BanditSpec: Adaptive Speculative Decoding via Bandit Algorithms

CNI Seminar Series

BanditSpec: Adaptive Speculative Decoding via Bandit Algorithms

Prof. Vincent Y. F. Tan, Professor, National University of Singapore.

#255

Abstract

Speculative decoding has emerged as a popular method to accelerate the inference of Large Language Models (LLMs) while retaining their superior text generation performance. Previous methods either adopt a fixed speculative decoding configuration regardless of the prefix tokens, or train draft models in an offline or online manner to align them with the context. This paper proposes a training-free online learning framework to adaptively choose the configuration of the hyperparameters for speculative decoding as text is being generated. We first formulate this hyperparameter selection problem as a Multi-Armed Bandit problem and provide a general speculative decoding framework BanditSpec. Furthermore, two bandit-based hyperparameter selection algorithms, UCBSpec and EXP3Spec, are designed and analyzed in terms of a novel quantity, the stopping time regret. We upper bound this regret under both stochastic and adversarial reward settings. By deriving an information-theoretic impossibility result, it is shown that the regret performance of UCBSpec is optimal up to universal constants. Finally, extensive empirical experiments with LLaMA3 and Qwen2 demonstrate that our algorithms are effective compared to existing methods, and the throughput is close to the oracle best hyperparameter in simulated real-life LLM serving scenarios with diverse input prompts.

Bio

Prof. Vincent Y. F. Tan, Professor, National University of Singapore.

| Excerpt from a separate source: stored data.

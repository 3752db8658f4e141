// PDF417-rs
// Copyright (c) 2024 The PDF417-rs Developers.
//
// This Source Code Form is subject to the terms of the Mozilla Public
// License, v. 2.0. If a copy of the MPL was not distributed with this
// file, You can obtain one at https://mozilla.org/MPL/2.0/.

//! Numeric Compaction: decodes a segment of codewords into a decimal digit
//! string via a base-900-to-decimal big integer conversion, 15 codewords
//! (a "chunk") at a time.
//!
//! Each chunk is accumulated into a 45-digit BCD buffer: `n_bcd[0]` is the
//! least significant decimal digit. Per ISO/IEC 15438, the encoder always
//! prepends a `1` digit ahead of the real payload before base-900 encoding
//! it, so decoding finds that marker digit -- the most significant nonzero
//! BCD digit -- and prints only what comes after it.

use log::{trace, warn};

use crate::sink::OutputSink;

const BCD_DIGITS: usize = 45;

/// Decodes a Numeric Compaction segment, writing ASCII digit bytes to
/// `sink`.
pub fn convert_num(segment: &[u16], sink: &mut dyn OutputSink) {
    trace!("numeric: {} codewords", segment.len());

    sink.begin_segment("NC");

    for chunk in segment.chunks(15) {
        let mut n_bcd = [0u8; BCD_DIGITS];

        for (i, &cw) in chunk.iter().enumerate() {
            let mut n = cw;
            let cw_bcd = [
                (n % 10) as u8,
                {
                    n /= 10;
                    (n % 10) as u8
                },
                {
                    n /= 10;
                    (n % 10) as u8
                },
            ];

            if i > 0 {
                multiply_by_900(&mut n_bcd);
            }
            add_in_place(&mut n_bcd, &cw_bcd);
        }

        write_chunk(&n_bcd, sink);
    }

    sink.end_segment();
}

/// Multiplies the BCD accumulator by 900 (= 9, then shift two decimal
/// places for the *100).
fn multiply_by_900(n_bcd: &mut [u8; BCD_DIGITS]) {
    let mut carry = 0u8;
    for digit in n_bcd.iter_mut() {
        let res = *digit * 9 + carry;
        *digit = res % 10;
        carry = res / 10;
    }

    for j in (2..BCD_DIGITS).rev() {
        n_bcd[j] = n_bcd[j - 2];
    }
    n_bcd[0] = 0;
    n_bcd[1] = 0;
}

/// Adds a 3-digit little-endian BCD value into the accumulator, in place.
fn add_in_place(n_bcd: &mut [u8; BCD_DIGITS], cw_bcd: &[u8; 3]) {
    let mut carry = 0u8;
    for j in 0..3 {
        let res = n_bcd[j] + cw_bcd[j] + carry;
        n_bcd[j] = res % 10;
        carry = res / 10;
    }
    for j in 3..BCD_DIGITS {
        let res = n_bcd[j] + carry;
        n_bcd[j] = res % 10;
        carry = res / 10;
    }
}

/// Emits the decimal digits of `n_bcd`, dropping everything above (and
/// including) the implicit leading `1` marker digit.
fn write_chunk(n_bcd: &[u8; BCD_DIGITS], sink: &mut dyn OutputSink) {
    let mut started = false;
    let mut digits = Vec::new();

    for j in (0..BCD_DIGITS).rev() {
        let digit = n_bcd[j];
        if started {
            digits.push(b'0' + digit);
        } else if digit == 1 {
            started = true;
        } else if digit != 0 {
            warn!("numeric: malformed chunk, no leading 1 marker digit found");
            return;
        }
    }

    sink.write_bytes(&digits);
}
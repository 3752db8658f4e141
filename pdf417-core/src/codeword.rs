// PDF417-rs
// Copyright (c) 2024 The PDF417-rs Developers.
//
// This Source Code Form is subject to the terms of the Mozilla Public
// License, v. 2.0. If a copy of the MPL was not distributed with this
// file, You can obtain one at https://mozilla.org/MPL/2.0/.

//! Assembles demodulated symbols from every row of a bitmap into the flat
//! codeword stream the stream parser and Reed-Solomon decoder operate on.
//!
//! This replaces the reference decoder's `add_codeword`, which kept its
//! state (`len`, `sorow`, `skip`) in function-local `static` variables --
//! effectively a second, hidden piece of global state alongside the
//! codeword array itself. [`CodewordBuffer`] holds that state explicitly so
//! a [`crate::decoder::Pdf417Decoder`] owns it rather than sharing it across
//! every decode on the process.

use log::{debug, warn};

use crate::codebook::{self, DemodResult, CODEBOOK};
use crate::config::DiagnosticFlags;

/// Owns the in-progress codeword stream for a symbol as it is assembled row
/// by row.
pub struct CodewordBuffer {
    codewords: Vec<u16>,
    erasures: Vec<usize>,
    /// Index into `codewords` where the current row began, used by
    /// [`CodewordBuffer::rewind_to_row_start`].
    sorow: usize,
    /// Number of upcoming accepted words to discard outright. Set to `1`
    /// when a start-of-row pattern is seen, since the symbol immediately
    /// following it duplicates information already implied by the pattern.
    skip: u8,
    max_codewords: usize,
}

impl CodewordBuffer {
    pub fn new(max_codewords: usize) -> CodewordBuffer {
        CodewordBuffer {
            codewords: Vec::new(),
            erasures: Vec::new(),
            sorow: 0,
            skip: 0,
            max_codewords,
        }
    }

    /// Feeds one raw, pre-codebook 15-bit symbol pattern (as produced by
    /// [`crate::row::extract_words`]) into the buffer.
    ///
    /// `expected_cluster` is `rownum % 3`: which of the three row clusters
    /// this symbol's row belongs to.
    pub fn accept_raw_word(&mut self, raw_word: u16, expected_cluster: u8, flags: DiagnosticFlags) {
        // The skip gate is checked before anything else, including before
        // recognizing another start-of-row pattern -- a direct port of the
        // reference decoder's ordering, which means two start patterns back
        // to back only consume the skip counter rather than re-arming it.
        if self.skip > 0 {
            self.skip -= 1;
            return;
        }

        if raw_word == codebook::start_word() {
            self.skip = 1;
            self.sorow = self.codewords.len();
            return;
        }
        if raw_word == codebook::stop_word() {
            self.codewords.pop();
            return;
        }

        match CODEBOOK.demodulate(raw_word, expected_cluster, flags) {
            DemodResult::Match(codeword) => self.push_codeword(Some(codeword)),
            DemodResult::ClusterMismatch => {
                if flags.contains(DiagnosticFlags::DEMODULATION) {
                    debug!("codeword: symbol matched a different row cluster, marking erasure");
                }
                self.push_codeword(None);
            }
            DemodResult::NoMatch => {
                if flags.contains(DiagnosticFlags::DEMODULATION) {
                    debug!("codeword: no codebook entry for symbol, marking erasure");
                }
                self.push_codeword(None);
            }
        }
    }

    /// Discards every codeword accepted since the start of the current row.
    ///
    /// Kept for API parity with the reference decoder's rewind signal; nothing
    /// in this crate's own row-extraction path currently triggers it.
    pub fn rewind_to_row_start(&mut self) {
        self.codewords.truncate(self.sorow);
        self.erasures.retain(|&e| e < self.codewords.len());
    }

    fn push_codeword(&mut self, codeword: Option<u16>) {
        if self.codewords.len() >= self.max_codewords {
            warn!("codeword buffer reached its {} codeword limit, dropping codeword", self.max_codewords);
            return;
        }
        match codeword {
            Some(cw) => self.codewords.push(cw),
            None => {
                self.erasures.push(self.codewords.len());
                self.codewords.push(0);
            }
        }
    }

    pub fn codewords(&self) -> &[u16] {
        &self.codewords
    }

    pub fn erasures(&self) -> &[usize] {
        &self.erasures
    }

    pub fn len(&self) -> usize {
        self.codewords.len()
    }

    pub fn is_empty(&self) -> bool {
        self.codewords.is_empty()
    }
}

#[cfg(test)]
mod tests {
    use super::*;

    #[test]
    fn start_pattern_arms_skip_without_storing_a_codeword() {
        let mut buf = CodewordBuffer::new(100);
        buf.accept_raw_word(codebook::start_word(), 0, DiagnosticFlags::empty());
        assert!(buf.is_empty());
    }

    #[test]
    fn word_immediately_after_start_is_discarded() {
        let mut buf = CodewordBuffer::new(100);
        buf.accept_raw_word(codebook::start_word(), 0, DiagnosticFlags::empty());
        // Whatever comes next is skipped outright, even a second start
        // pattern, matching the reference decoder's ordering.
        buf.accept_raw_word(codebook::start_word(), 0, DiagnosticFlags::empty());
        assert!(buf.is_empty());
        assert_eq!(buf.sorow, 0);
    }

    #[test]
    fn stop_pattern_drops_the_preceding_codeword() {
        let mut buf = CodewordBuffer::new(100);
        buf.push_codeword(Some(42));
        buf.accept_raw_word(codebook::stop_word(), 0, DiagnosticFlags::empty());
        assert!(buf.is_empty());
    }

    #[test]
    fn unrecognized_symbol_is_recorded_as_an_erasure() {
        let mut buf = CodewordBuffer::new(100);
        // A word this dense (14 of 15 bits set) is never produced by a
        // valid bar/space width tuple, so no cluster has an entry for it.
        buf.accept_raw_word(0x7ffe, 0, DiagnosticFlags::empty());
        assert_eq!(buf.len(), 1);
        assert_eq!(buf.erasures(), &[0]);
        assert_eq!(buf.codewords()[0], 0);
    }

    #[test]
    fn max_codewords_limit_is_enforced() {
        let mut buf = CodewordBuffer::new(2);
        buf.push_codeword(Some(1));
        buf.push_codeword(Some(2));
        buf.push_codeword(Some(3));
        assert_eq!(buf.len(), 2);
    }

    #[test]
    fn rewind_discards_the_current_row() {
        let mut buf = CodewordBuffer::new(100);
        buf.push_codeword(Some(1));
        buf.push_codeword(Some(2));
        buf.accept_raw_word(codebook::start_word(), 0, DiagnosticFlags::empty()); // sorow = 2
        buf.accept_raw_word(999, 0, DiagnosticFlags::empty()); // skipped
        buf.push_codeword(Some(3));
        buf.push_codeword(Some(4));
        assert_eq!(buf.len(), 4);

        buf.rewind_to_row_start();
        assert_eq!(buf.len(), 2);
        assert_eq!(buf.codewords(), &[1, 2]);
    }
}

Vincent Y. F. Tan received the B.A. and M.Eng. degrees in electrical and information science from Cambridge University in 2005, and the Ph.D. degree in electrical engineering and computer science (EECS) from the Massachusetts Institute of Technology (MIT) in 2011. He is currently a Professor with the Department of Mathematics and the Department of Electrical and Computer Engineering (ECE), National University of Singapore (NUS). His research interests include information theory, machine learning, and statistical signal processing. Dr. Tan is an elected member of the IEEE Information Theory Society Board of Governors. He is currently serving as a Senior Area Editor for the IEEE Transactions on Signal Processing and as an Area Editor in Shannon Theory and Information Measures for the IEEE Transactions on Information Theory. He also regularly serves as an Area Chair or Senior Area Chair of prominent machine learning conferences such as the International Conference on Learning Representations (ICLR) and the Conference on Neural Information Processing Systems (NeurIPS).